Support in Unexpected Places: Gloria Steinem in The Colbert Report

I must confess that I am huge fan of Comedy Central, the cable channel dedicated exclusively to comedy shows. The Daily Show with Jon Stewart and The Colbert Report, with my neighbor from Montclair Stephen Colbert, are my “must see TV.”

Last June 22nd, Stephen interviewed Gloria Steinem (March 25, 1934), the icon of American feminism. Steinem, journalist, social and political activist, was a leader and spokeswoman for the Women's Liberation Movement in the late 1960s and 1970s, and still is a prominent figure and an important referent of the movement.

During the brief although interesting interview, Stephen asked her to comment on her statement that it was unfair to women to ask them to have careers and to raise children too. In her comments, and to my pleasant surprise, Steinem argued in favor of shared parenting responsibilities, pointed out as a social advancement the fact that the men’s rights movement is fighting so that men have a more active role in the raising of children, and complained that the US laws make difficult to men participate as equal parents as women.
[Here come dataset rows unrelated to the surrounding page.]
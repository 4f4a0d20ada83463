//! Group classifiers for coded report groups.
//!
//! Each function recognises exactly one category of group from a single
//! token and returns its typed value, or `None` when the token does not have
//! that shape. Matching is anchored on the whole token, so a classifier never
//! accepts a partial match. Positional rules (which classifier may run where)
//! belong to the tokenizer.

use crate::constants::{
    HPA_PER_CENTI_INHG, OBSCURATION_CODES, OTHER_PHENOMENON_CODES, PRECIPITATION_CODES,
    WEATHER_DESCRIPTORS,
};
use crate::models::{
    ChangeIndicator, CloudCoverage, CloudLayer, CloudType, DayHour, DayTime, Descriptor,
    DistanceUnit, ExtremeKind, Intensity, PhenomenonCode, Pressure, PressureUnit, RangeQualifier,
    RunwayVisualRange, RvrTendency, SpeedUnit, TemperatureDewpoint, TemperatureExtreme, TrendTime,
    TrendTimeKind, ValidityWindow, Visibility, WeatherPhenomenon, WindDirection, WindGroup,
    WindVariation,
};
use regex::Regex;
use std::sync::LazyLock;

static STATION_RE: LazyLock<Regex> = LazyLock::new(|| Regex::new(r"^[A-Z]{4}$").unwrap());

static STATION_TIME_RE: LazyLock<Regex> =
    LazyLock::new(|| Regex::new(r"^(\d{2})(\d{2})(\d{2})Z$").unwrap());

static VALIDITY_RE: LazyLock<Regex> =
    LazyLock::new(|| Regex::new(r"^(\d{2})(\d{2})/(\d{2})(\d{2})$").unwrap());

static WIND_RE: LazyLock<Regex> = LazyLock::new(|| {
    Regex::new(r"^(\d{3}|VRB)(\d{2,3})(?:G(\d{2,3}))?(KT|MPS)$").unwrap()
});

static WIND_VARIATION_RE: LazyLock<Regex> =
    LazyLock::new(|| Regex::new(r"^(\d{3})V(\d{3})$").unwrap());

static VISIBILITY_METRES_RE: LazyLock<Regex> =
    LazyLock::new(|| Regex::new(r"^(\d{4})(NDV)?$").unwrap());

static VISIBILITY_MILES_RE: LazyLock<Regex> = LazyLock::new(|| {
    Regex::new(r"^([MP])?(?:(\d{1,2})\s+)?(\d{1,2})(?:/(\d{1,2}))?SM$").unwrap()
});

static RVR_RE: LazyLock<Regex> = LazyLock::new(|| {
    Regex::new(r"^R(\d{2}[LCR]?)/([MP])?(\d{4})(?:V([MP])?(\d{4}))?(FT)?/?([UDN])?$").unwrap()
});

static CLOUD_RE: LazyLock<Regex> =
    LazyLock::new(|| Regex::new(r"^(FEW|SCT|BKN|OVC|VV)(\d{3})(CB|TCU)?$").unwrap());

static WEATHER_RE: LazyLock<Regex> = LazyLock::new(|| {
    let phenomena = [PRECIPITATION_CODES, OBSCURATION_CODES, OTHER_PHENOMENON_CODES].concat();
    Regex::new(&format!(
        r"^([-+]|VC)?({})?((?:{})*)$",
        WEATHER_DESCRIPTORS.join("|"),
        phenomena.join("|")
    ))
    .unwrap()
});

static TEMPERATURE_RE: LazyLock<Regex> =
    LazyLock::new(|| Regex::new(r"^(M?\d{2})/(M?\d{2})$").unwrap());

static TEMPERATURE_EXTREME_RE: LazyLock<Regex> =
    LazyLock::new(|| Regex::new(r"^(TX|TN)(M?\d{2})/(\d{2})(\d{2})Z$").unwrap());

static PRESSURE_RE: LazyLock<Regex> = LazyLock::new(|| Regex::new(r"^([QA])(\d{4})$").unwrap());

static FROM_RE: LazyLock<Regex> =
    LazyLock::new(|| Regex::new(r"^FM(\d{2})(\d{2})(\d{2})$").unwrap());

static PROB_RE: LazyLock<Regex> = LazyLock::new(|| Regex::new(r"^PROB(\d{2})$").unwrap());

static TREND_TIME_RE: LazyLock<Regex> =
    LazyLock::new(|| Regex::new(r"^(FM|TL|AT)(\d{2})(\d{2})$").unwrap());

/// Parse a fixed-width numeric capture; the regexes guarantee digits
fn number<T: std::str::FromStr>(text: &str) -> Option<T> {
    text.parse().ok()
}

/// Parse a Celsius value with an optional `M` (minus) prefix
fn signed_celsius(text: &str) -> Option<i8> {
    match text.strip_prefix('M') {
        Some(value) => number::<i8>(value).map(|v| -v),
        None => number(text),
    }
}

fn valid_day(day: u8) -> bool {
    (1..=31).contains(&day)
}

/// Four-letter ICAO station identifier
pub fn parse_station_identifier(text: &str) -> Option<String> {
    STATION_RE.is_match(text).then(|| text.to_string())
}

/// Whether `text` has the shape of a four-letter ICAO identifier
pub fn is_icao_identifier(text: &str) -> bool {
    STATION_RE.is_match(text)
}

/// Observation or issue time `ddHHmmZ`
pub fn parse_station_time(text: &str) -> Option<DayTime> {
    let caps = STATION_TIME_RE.captures(text)?;
    let time = DayTime {
        day: number(&caps[1])?,
        hour: number(&caps[2])?,
        minute: number(&caps[3])?,
    };
    (valid_day(time.day) && time.hour < 24 && time.minute < 60).then_some(time)
}

/// Validity range `ddHH/ddHH`
pub fn parse_validity_window(text: &str) -> Option<ValidityWindow> {
    let caps = VALIDITY_RE.captures(text)?;
    let start = DayHour {
        day: number(&caps[1])?,
        hour: number(&caps[2])?,
    };
    let end = DayHour {
        day: number(&caps[3])?,
        hour: number(&caps[4])?,
    };
    let valid = |dh: &DayHour| valid_day(dh.day) && dh.hour <= 24;
    (valid(&start) && valid(&end)).then_some(ValidityWindow { start, end })
}

/// Surface wind `dddff[Gff]KT`, `VRBffKT` or the `MPS` equivalents
pub fn parse_wind(text: &str) -> Option<WindGroup> {
    let caps = WIND_RE.captures(text)?;
    let direction = match &caps[1] {
        "VRB" => WindDirection::Variable,
        degrees => {
            let degrees: u16 = number(degrees)?;
            if degrees > 360 {
                return None;
            }
            WindDirection::Degrees(degrees)
        }
    };

    Some(WindGroup {
        direction,
        speed: number(&caps[2])?,
        gust: match caps.get(3) {
            Some(gust) => Some(number(gust.as_str())?),
            None => None,
        },
        unit: SpeedUnit::from_code(&caps[4])?,
    })
}

/// Variable wind direction range `dddVddd`
pub fn parse_wind_variation(text: &str) -> Option<WindVariation> {
    let caps = WIND_VARIATION_RE.captures(text)?;
    let variation = WindVariation {
        from: number(&caps[1])?,
        to: number(&caps[2])?,
    };
    (variation.from <= 360 && variation.to <= 360).then_some(variation)
}

/// Bare four-digit visibility in metres, optionally suffixed `NDV`
pub fn parse_visibility_metres(text: &str) -> Option<Visibility> {
    let caps = VISIBILITY_METRES_RE.captures(text)?;
    Some(Visibility::Metres {
        metres: number(&caps[1])?,
        no_directional_variation: caps.get(2).is_some(),
    })
}

/// Statute-mile visibility: `10SM`, `1/2SM`, `1 1/2SM`, `P6SM`, `M1/4SM`
pub fn parse_visibility_miles(text: &str) -> Option<Visibility> {
    let caps = VISIBILITY_MILES_RE.captures(text)?;
    let whole: f64 = match caps.get(2) {
        Some(whole) => number(whole.as_str())?,
        None => 0.0,
    };
    let numerator: f64 = number(&caps[3])?;

    let miles = match caps.get(4) {
        Some(denominator) => {
            let denominator: f64 = number(denominator.as_str())?;
            if denominator == 0.0 {
                return None;
            }
            whole + numerator / denominator
        }
        // "1 2SM" is not a fraction
        None if caps.get(2).is_some() => return None,
        None => numerator,
    };

    Some(Visibility::StatuteMiles {
        miles,
        qualifier: caps.get(1).and_then(|q| RangeQualifier::from_code(q.as_str())),
    })
}

/// Runway visual range `Rdd[LCR]/[MP]dddd[V[MP]dddd][FT][/][UDN]`
pub fn parse_runway_visual_range(text: &str) -> Option<RunwayVisualRange> {
    let caps = RVR_RE.captures(text)?;
    Some(RunwayVisualRange {
        runway: caps[1].to_string(),
        range: number(&caps[3])?,
        qualifier: caps.get(2).and_then(|q| RangeQualifier::from_code(q.as_str())),
        variable_to: match caps.get(5) {
            Some(to) => Some(number(to.as_str())?),
            None => None,
        },
        variable_qualifier: caps.get(4).and_then(|q| RangeQualifier::from_code(q.as_str())),
        unit: if caps.get(6).is_some() {
            DistanceUnit::Feet
        } else {
            DistanceUnit::Metres
        },
        tendency: caps.get(7).and_then(|t| RvrTendency::from_code(t.as_str())),
    })
}

/// Cloud layer `FEW030`, `BKN008TCU`, `VV002`
pub fn parse_cloud_layer(text: &str) -> Option<CloudLayer> {
    let caps = CLOUD_RE.captures(text)?;
    Some(CloudLayer::new(
        CloudCoverage::from_code(&caps[1])?,
        number(&caps[2])?,
        caps.get(3).and_then(|t| CloudType::from_code(t.as_str())),
    ))
}

/// Weather phenomenon: intensity or vicinity prefix, optional descriptor,
/// then one or more phenomenon codes.
///
/// A bare `TS` (optionally `VC`/intensity-prefixed) and `VCSH` are accepted
/// without a phenomenon code.
pub fn parse_weather_phenomenon(text: &str) -> Option<WeatherPhenomenon> {
    let caps = WEATHER_RE.captures(text)?;
    let prefix = caps.get(1).map(|p| p.as_str());
    let descriptor = caps.get(2).and_then(|d| Descriptor::from_code(d.as_str()));
    let coded = caps.get(3).map_or("", |c| c.as_str());

    let codes = coded
        .as_bytes()
        .chunks(2)
        .map(|pair| std::str::from_utf8(pair).ok().and_then(PhenomenonCode::from_code))
        .collect::<Option<Vec<_>>>()?;

    let in_vicinity = prefix == Some("VC");
    if codes.is_empty() {
        let bare_allowed = match descriptor {
            Some(Descriptor::Thunderstorm) => true,
            Some(Descriptor::Showers) => in_vicinity,
            _ => false,
        };
        if !bare_allowed {
            return None;
        }
    }

    let intensity = match prefix {
        Some("-") => Intensity::Light,
        Some("+") => Intensity::Heavy,
        _ => Intensity::Moderate,
    };

    Some(WeatherPhenomenon {
        intensity,
        in_vicinity,
        descriptor,
        codes,
    })
}

/// Temperature/dewpoint `17/12`, `M01/M03`
pub fn parse_temperature_dewpoint(text: &str) -> Option<TemperatureDewpoint> {
    let caps = TEMPERATURE_RE.captures(text)?;
    Some(TemperatureDewpoint {
        temperature: signed_celsius(&caps[1])?,
        dewpoint: signed_celsius(&caps[2])?,
    })
}

/// Forecast extreme `TX15/1514Z`, `TNM02/1606Z`
pub fn parse_temperature_extreme(text: &str) -> Option<TemperatureExtreme> {
    let caps = TEMPERATURE_EXTREME_RE.captures(text)?;
    let at = DayHour {
        day: number(&caps[3])?,
        hour: number(&caps[4])?,
    };
    if !valid_day(at.day) || at.hour > 24 {
        return None;
    }

    Some(TemperatureExtreme {
        kind: if &caps[1] == "TX" {
            ExtremeKind::Max
        } else {
            ExtremeKind::Min
        },
        celsius: signed_celsius(&caps[2])?,
        at,
    })
}

/// Pressure `Q1015` (hPa) or `A2992` (hundredths of inHg, converted to hPa)
pub fn parse_pressure(text: &str) -> Option<Pressure> {
    let caps = PRESSURE_RE.captures(text)?;
    let value: f64 = number(&caps[2])?;
    let pressure = match &caps[1] {
        "Q" => Pressure {
            hectopascals: value,
            reported_unit: PressureUnit::Hectopascals,
        },
        _ => Pressure {
            hectopascals: value * HPA_PER_CENTI_INHG,
            reported_unit: PressureUnit::InchesOfMercury,
        },
    };
    Some(pressure)
}

/// Change group keyword: `TEMPO`, `BECMG`, `NOSIG`, `FMddHHmm`, `PROBnn`
pub fn parse_change_indicator(text: &str) -> Option<ChangeIndicator> {
    match text {
        "TEMPO" => return Some(ChangeIndicator::Tempo),
        "BECMG" => return Some(ChangeIndicator::Becmg),
        "NOSIG" => return Some(ChangeIndicator::Nosig),
        _ => {}
    }

    if let Some(caps) = FROM_RE.captures(text) {
        let time = DayTime {
            day: number(&caps[1])?,
            hour: number(&caps[2])?,
            minute: number(&caps[3])?,
        };
        return (valid_day(time.day) && time.hour <= 24 && time.minute < 60)
            .then_some(ChangeIndicator::From(time));
    }

    PROB_RE
        .captures(text)
        .and_then(|caps| number(&caps[1]))
        .map(ChangeIndicator::Prob)
}

/// METAR trend time `FMhhmm`, `TLhhmm`, `AThhmm`
pub fn parse_trend_time(text: &str) -> Option<TrendTime> {
    let caps = TREND_TIME_RE.captures(text)?;
    let kind = match &caps[1] {
        "FM" => TrendTimeKind::From,
        "TL" => TrendTimeKind::Until,
        _ => TrendTimeKind::At,
    };
    let time = TrendTime {
        kind,
        hour: number(&caps[2])?,
        minute: number(&caps[3])?,
    };
    (time.hour <= 24 && time.minute < 60).then_some(time)
}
I have said before that regarding family law, some forms of feminism are not real feminism, but feminine supremacism, kind of an “inverted machismo” where women want to have over men the same control that men used to have over them. These false feminist want equality in everything but in family matters, and when they divorce, they want to deny men their right to be parents of their children. If these so-called feminist were so, they would have understood that putting on women all the responsibilities of raising children is just a way of preserving gender inequality, and they would be fighting for equal parenting rights for both genders. And if someone asks who said this, you can reply: Gloria Steinem did.